これまでのエッチは、一対一でするだけだった。
まさかだが、複数人で行為すると、僕の鞘は更に強化されて――
「――見つけましたよッッッッッ!」
刹那、巨大な爆発が起きて、炎と怒号が飛び込んでくる。
「ヴェ、ヴェルグ先輩!?」
先輩の鋭い目が、僕にまたがっていた少女二人に向けられる。
「こ、これは……」
「いや貴君は何も言わなくて結構。事態は分かっています。そこの二人に捕まり陰湿な嫌がらせでも受けていたのでしょう。ご安心を。この私が来ましたので!」
統括長の登場に、プルプル震えるサンディとクルド。
「な、なな、なんでこの場所が分かって……!」
「外に不自然に蔦が落ちていました。

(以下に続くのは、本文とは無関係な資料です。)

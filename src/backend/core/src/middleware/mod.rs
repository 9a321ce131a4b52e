//! Request-gating middleware.
//!
//! Two tower layers guard the HTTP surface: [`session::SessionLayer`]
//! authenticates and authorizes requests, [`rate_limit::RateLimitLayer`]
//! enforces fixed-window request budgets. Both talk to the shared store
//! through the [`crate::store::KeyValueStore`] port.

pub mod rate_limit;
pub mod session;

pub use rate_limit::{RateLimitLayer, RateLimitPolicy};
pub use session::{CurrentUser, SessionGate, SessionLayer, SessionPolicy};

/// What a middleware does when the shared store is unreachable.
///
/// This is an explicit, per-layer decision rather than an ambient error
/// path: the session gate defaults to [`FailurePolicy::FailClosed`] (an
/// unverifiable blacklist must not admit a possibly-revoked token), the
/// rate limiter to [`FailurePolicy::FailOpen`] (a broken counter must not
/// take the API down).
#[derive(Debug, Clone, Copy, PartialEq, Eq, Default)]
pub enum FailurePolicy {
    /// Let the request through and log the store failure.
    FailOpen,
    /// Reject the request with 503 Service Unavailable.
    #[default]
    FailClosed,
}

そして窓も施錠されず開けっぱなしです」
慌てていたせいか、証拠隠滅を失念していたらしい。
ヴェルグ先輩は二人の首根っこを摑むや、強制連行していくのだった。
僕はぽつんと取り残され、気づけば身体の痛みも消えていた。
――その後、教室の窓から、ふとグラウンドの方を見ると。
「もっと声を出しなさい! 根性が足りませんよ!」
ヴェルグ先輩が、部会員たる三人を追いかけながら檄を飛ばす。
「休むな! 走りながらでも声を出す!」
「ひ、姫騎士はぁ――!「常にィ――!」「正々堂々たれぇ――!」
「その調子です! さぁ、あと百周ですよ!」
自分の所の統括長、カグヤ先輩の裏の顔はともかくとして。